Sous la IVe République, condamner en correctionnel des militants communistes pour « atteinte à la défense nationale » mais poursuivis pour de simples actes de propagandes anticolonialistes, a une portée « pédagogique » que ne peut avoir une mesure strictement politique (tribunal de Marseille, 4 janvier 1950, ministère de la Défense nationale c. P. Emmanuelli et A. Preziasi, directeurs du journal La Provence nouvelle). Lorsque des militants africains partisans de l'indépendance de leur pays encore colonisé sont condamnés à l'issue d'affrontement avec les forces de l'ordre par une cour d'assises (voir par exemple, en 1950, devant la cour d'assises d'Abidjan, les procès de l'affaire de Kouenougla [40 condamnations] ou celui des incidents de Treichville), la justice consacre la légitimité de la colonisation. Il en est de même avec les appelés condamnés pour avoir refusé de participer aux opérations militaires en Algérie (en 1958, par exemple, 15 jeunes soldats, dont Alban Liechti, totalisèrent 30 ans de prison pour avoir dénoncé la torture et la répression collective pratiquée en Algérie, quatre ans avant la proclamation de l'indépendance). La cause de l'Algérie française est ainsi valorisée par la justice.

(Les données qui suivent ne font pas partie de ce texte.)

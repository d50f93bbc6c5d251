pub mod bus;
pub mod error;
pub mod trace;

use std::fs;
use std::io::Write;
use std::path::{Path, PathBuf};

use bus::NesBus;
use emunes_mos6502::{Cpu, StepTrace};
use emunes_rom::NesRom;
use error::Error;

/// Initialize console logging, honoring `EMUNES_MUTE` so the nestest conformance test can
/// silence console noise without touching the collected trace.
pub fn init_logging() {
    if std::env::var_os("EMUNES_MUTE").is_some() {
        env_logger::Builder::new().filter_level(log::LevelFilter::Off).init();
    } else {
        env_logger::init();
    }
}

pub fn trace_log_path(rom_path: &Path) -> PathBuf {
    rom_path.with_extension("log")
}

/// Load `rom_path`, run it to completion (or `step_budget` instructions, if given) starting
/// from its own reset vector, and return the collected trace.
pub fn run_rom(rom_path: &Path, step_budget: Option<u64>) -> Result<Vec<StepTrace>, Error> {
    let rom_bytes = fs::read(rom_path)?;
    let rom = NesRom::from_bytes(rom_bytes)?;
    log::info!(
        "loaded {:?} ({} bytes prg, {} bytes chr, mapper {})",
        rom_path,
        rom.prg_rom.len(),
        rom.chr_rom.len(),
        rom.header.mapper_number
    );

    let mut bus = NesBus::new(rom.prg_rom);
    let mut cpu = Cpu::new();
    cpu.reset(&bus);

    Ok(cpu.run(&mut bus, step_budget)?)
}

/// Run `cpu`/`bus` (already reset) to completion and write the collected trace to
/// `<rom_path with .log extension>`. Shared by the CLI and the nestest conformance test so
/// both go through identical trace-writing logic.
pub fn write_trace(rom_path: &Path, trace: &[StepTrace]) -> Result<PathBuf, Error> {
    let log_path = trace_log_path(rom_path);
    let mut log_file = fs::File::create(&log_path).map_err(Error::TraceWrite)?;
    for step in trace {
        writeln!(log_file, "{}", trace::format_line(step)).map_err(Error::TraceWrite)?;
    }
    Ok(log_path)
}
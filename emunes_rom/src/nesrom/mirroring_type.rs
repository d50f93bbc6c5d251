#[derive(PartialEq, Eq, Debug, Clone, Copy)]
pub enum MirroringType {
    Horizontal,
    Vertical,
    FourScreen,
}

impl MirroringType {
    pub fn from_ines_byte_6(byte: u8) -> MirroringType {
        let mirror_bit = byte & 0b0000_0001 != 0;
        let four_screen_bit = byte & 0b0000_1000 != 0;

        match (mirror_bit, four_screen_bit) {
            (_, true) => MirroringType::FourScreen,
            (false, _) => MirroringType::Horizontal,
            (true, _) => MirroringType::Vertical,
        }
    }
}

#[cfg(test)]
mod tests {
    use super::*;

    #[test]
    pub fn four_screen_bit_wins_regardless_of_mirror_bit() {
        assert_eq!(MirroringType::from_ines_byte_6(0b0000_1001), MirroringType::FourScreen);
        assert_eq!(MirroringType::from_ines_byte_6(0b0000_1000), MirroringType::FourScreen);
    }

    #[test]
    pub fn mirror_bit_selects_horizontal_or_vertical() {
        assert_eq!(MirroringType::from_ines_byte_6(0b0000_0000), MirroringType::Horizontal);
        assert_eq!(MirroringType::from_ines_byte_6(0b0000_0001), MirroringType::Vertical);
    }
}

Le relais juridictionnel s'apparente à une intervention extérieure aux conflits en cours et présente tous les aspects formels d'une défense de la légalité. Les auteurs de l'infraction politique sanctionnée sont assimilés aux yeux de l'opinion à des délinquants ordinaires. Le pouvoir recherche ainsi, et obtient souvent, la déconsidération de l'adversaire et de sa cause.

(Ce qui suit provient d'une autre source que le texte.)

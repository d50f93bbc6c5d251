use thiserror::Error;

#[derive(Error, Debug, Clone, Copy, PartialEq, Eq)]
pub enum Error {
    #[error("unknown opcode: {0:#04x}")]
    UnknownOpcode(u8),
}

Lorsque les gouvernants optent pour la répression directe, la justice n'a plus pour fonction que de la dissimuler, soit en laissant sans réponse les plaintes déposées par les citoyens (plusieurs centaines ont été ignorées à l'issue des violences policières de Charonne en 1960 à Paris), soit en niant la responsabilité de l'État (comme ce fut le cas pour les « disparitions » en Algérie, au Chili, en Argentine, etc.). Les affaires les plus délicates où se trouvent mêlés les services spéciaux de l'État ou d'un État étranger et le banditisme, comme les affaires Gladio (en Italie) ou du S.A.C. (en France) dans les années 1980, sont traitées par la justice en limitant les charges de l'accusation à certains individus, souvent simples exécutants, afin d'éviter la mise en cause des institutions parfois commanditaires. La justice n'est alors plus qu'une administration comme une autre, intégrée au pouvoir exécutif chargé de rendre un service politique aux gouvernants. Que la justice se comporte de façon insuffisamment maniable elle sera contournée par de nouvelles juridictions d'exception composées de juges de « confiance ».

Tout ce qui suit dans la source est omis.